I’m not really driving a hybrid (not that I would object if Santa put a forest-green Prius in my stocking this year); I still have my 1993 Honda Civic, which gets a respectable mileage for its 4-mile commute to my office. So the title of this post is a metaphor for how I’m approaching Lent this year.

Usually I stop doing something for Lent. (Quick synopsis of this season: According to the Scripture, Jesus went into the desert. The Devil sought to tempt Jesus with worldliness, but Jesus, thrice, resisted. He came out of the desert, got whacked, and three days later rose from the dead. Notice how there are no bunnies in this story.)

My own Lents of previous years have been fairly typical. For 40 days (less a few slip-ups), I deny myself that “thing” — fat, carbohydrates, refined sugar, whatever. Then I observe the Passion of Christ, celebrate His rising, and resume my regular habits.

But Jesus didn’t go into the wilderness to take off a few pounds. He was looking for other things, such as introspection, education, and — most crucially — transformation.

This Lent I’m not looking for a quick diet or for presto abnegation. My goal this Lent is to move farther down the food chain, and closer to our local growers. I want to connect with the miracle of the food cycle right here in the Big Bend region. I want to understand where my food comes from. I want to talk to the people who grow my food. I want to know that what nourishes me supports my neighbor.

I’m not on some “test” where I do or do not “cheat.” Some days are easier than others, and travel is always tough. But I’m trying to avoid refined flour and sugar, and I’m also trying to embrace local markets, local foods, local farms, regional, seasonal products, and in general become more aware of and sensitive to the consequences of how we produce food in America. I’m trying to avoid CAFO meat and dairy, but also to embrace meat, eggs, and cheese from happy animals. I’m asking why I need to buy fruit from Peru or California when I live in an area with its own fabulous produce, and I’m also trying to understand what food should be available at this time of year — not just what we force into availability. As some of my favorite food writers have discussed, I’m trying to be a better omnivore.

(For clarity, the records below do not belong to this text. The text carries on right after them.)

use crate::link::LinkMatchConfig;
use serde::Deserialize;

/// Main configuration structure for Krawler
#[derive(Debug, Clone, Default, Deserialize)]
#[serde(default)]
pub struct Config {
    pub crawl: CrawlConfig,
    pub fetcher: FetcherConfig,
    pub output: OutputConfig,
}

impl Config {
    /// Builds the seed link the crawl starts from
    ///
    /// The seed is `<subdomain>.<host><path>`, or `<host><path>` when no subdomain is set.
    ///
    /// # Examples
    ///
    /// ```
    /// use krawler::config::Config;
    ///
    /// let mut config = Config::default();
    /// config.crawl.host = "example-domain.com".to_string();
    /// assert_eq!(config.seed_link(), "www.example-domain.com/");
    /// ```
    pub fn seed_link(&self) -> String {
        let crawl = &self.crawl;
        if crawl.subdomain.is_empty() {
            format!("{}{}", crawl.host, crawl.path)
        } else {
            format!("{}.{}{}", crawl.subdomain, crawl.host, crawl.path)
        }
    }

    /// Builds the scope rules links are classified against
    pub fn link_match_config(&self) -> LinkMatchConfig {
        LinkMatchConfig::new(&self.crawl.subdomain, &self.crawl.host)
    }

    /// Returns the recursion limit as a typed value
    pub fn recursion_limit(&self) -> RecursionLimit {
        RecursionLimit::from(self.crawl.recursion_limit)
    }
}

/// What to crawl and how deep
#[derive(Debug, Clone, Deserialize)]
#[serde(default, rename_all = "kebab-case")]
pub struct CrawlConfig {
    /// Target host, e.g. `example-domain.com`
    pub host: String,

    /// Target subdomain; empty means the default `www`
    pub subdomain: String,

    /// Path on the host the crawl starts from
    pub path: String,

    /// Maximum depth a link may be fetched at; negative values mean unbounded
    pub recursion_limit: i64,
}

impl Default for CrawlConfig {
    fn default() -> Self {
        Self {
            host: String::new(),
            subdomain: "www".to_string(),
            path: "/".to_string(),
            recursion_limit: 5,
        }
    }
}

/// HTTP client settings for the page fetcher
#[derive(Debug, Clone, PartialEq, Eq, Deserialize)]
#[serde(default, rename_all = "kebab-case")]
pub struct FetcherConfig {
    /// User-Agent header sent with every request
    pub user_agent: String,

    /// Total request timeout in seconds
    pub timeout_secs: u64,

    /// Connection timeout in seconds
    pub connect_timeout_secs: u64,
}

impl Default for FetcherConfig {
    fn default() -> Self {
        Self {
            user_agent: format!("krawler/{}", env!("CARGO_PKG_VERSION")),
            timeout_secs: 30,
            connect_timeout_secs: 10,
        }
    }
}

/// Output configuration
#[derive(Debug, Clone, Deserialize)]
#[serde(default)]
pub struct OutputConfig {
    /// Directory the link-map JSON file is written to
    pub directory: String,
}

impl Default for OutputConfig {
    fn default() -> Self {
        Self {
            directory: ".".to_string(),
        }
    }
}

/// How many hops from the seed a link may be fetched at
#[derive(Debug, Clone, Copy, PartialEq, Eq)]
pub enum RecursionLimit {
    Bounded(u32),
    Unbounded,
}

impl RecursionLimit {
    /// Returns true if a link at `depth` must not be fetched
    ///
    /// The seed is depth 1, so a limit of 1 stops the crawl before the seed is fetched.
    pub fn is_reached(&self, depth: u32) -> bool {
        match self {
            Self::Bounded(limit) => depth >= *limit,
            Self::Unbounded => false,
        }
    }
}

impl From<i64> for RecursionLimit {
    fn from(value: i64) -> Self {
        if value < 0 {
            Self::Unbounded
        } else {
            Self::Bounded(u32::try_from(value).unwrap_or(u32::MAX))
        }
    }
}

impl std::fmt::Display for RecursionLimit {
    fn fmt(&self, f: &mut std::fmt::Formatter<'_>) -> std::fmt::Result {
        match self {
            Self::Bounded(limit) => write!(f, "{}", limit),
            Self::Unbounded => write!(f, "unbounded"),
        }
    }
}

Some things are easier than others. The bowls of office candy were hugely tempting for several weeks. Now I look at them and see high-fructose corn syrup and preservatives — basically, government-subsidized garbage. I already fight the tubbiness common to aging office workers; the nervous office nibbling needed to stop anyway. The more I read about our broken food system, the more repelled I am by commodity meat and dairy; I see those poor animals packed shoulder-to-shoulder in feed lots, forced to eat unnatural foods, and I don’t want to be part of that misery. I go to the market and bring home white eggplant and Vidalia onion greens grown in local farms, and my mouth waters all day as I think about how I’m going to cook them.

In a season associated with denial, I’m looking for transformation from a baby lettuce leaf. From a ruddy, hand-hefty tomato. From a sweet, crisp oyster.

Recommended reading: Michael Pollan, The Omnivore’s Dilemma; Barbara Kingsolver, Animal, Vegetable, Miracle; Eric Schlosser, Fast Food Nation.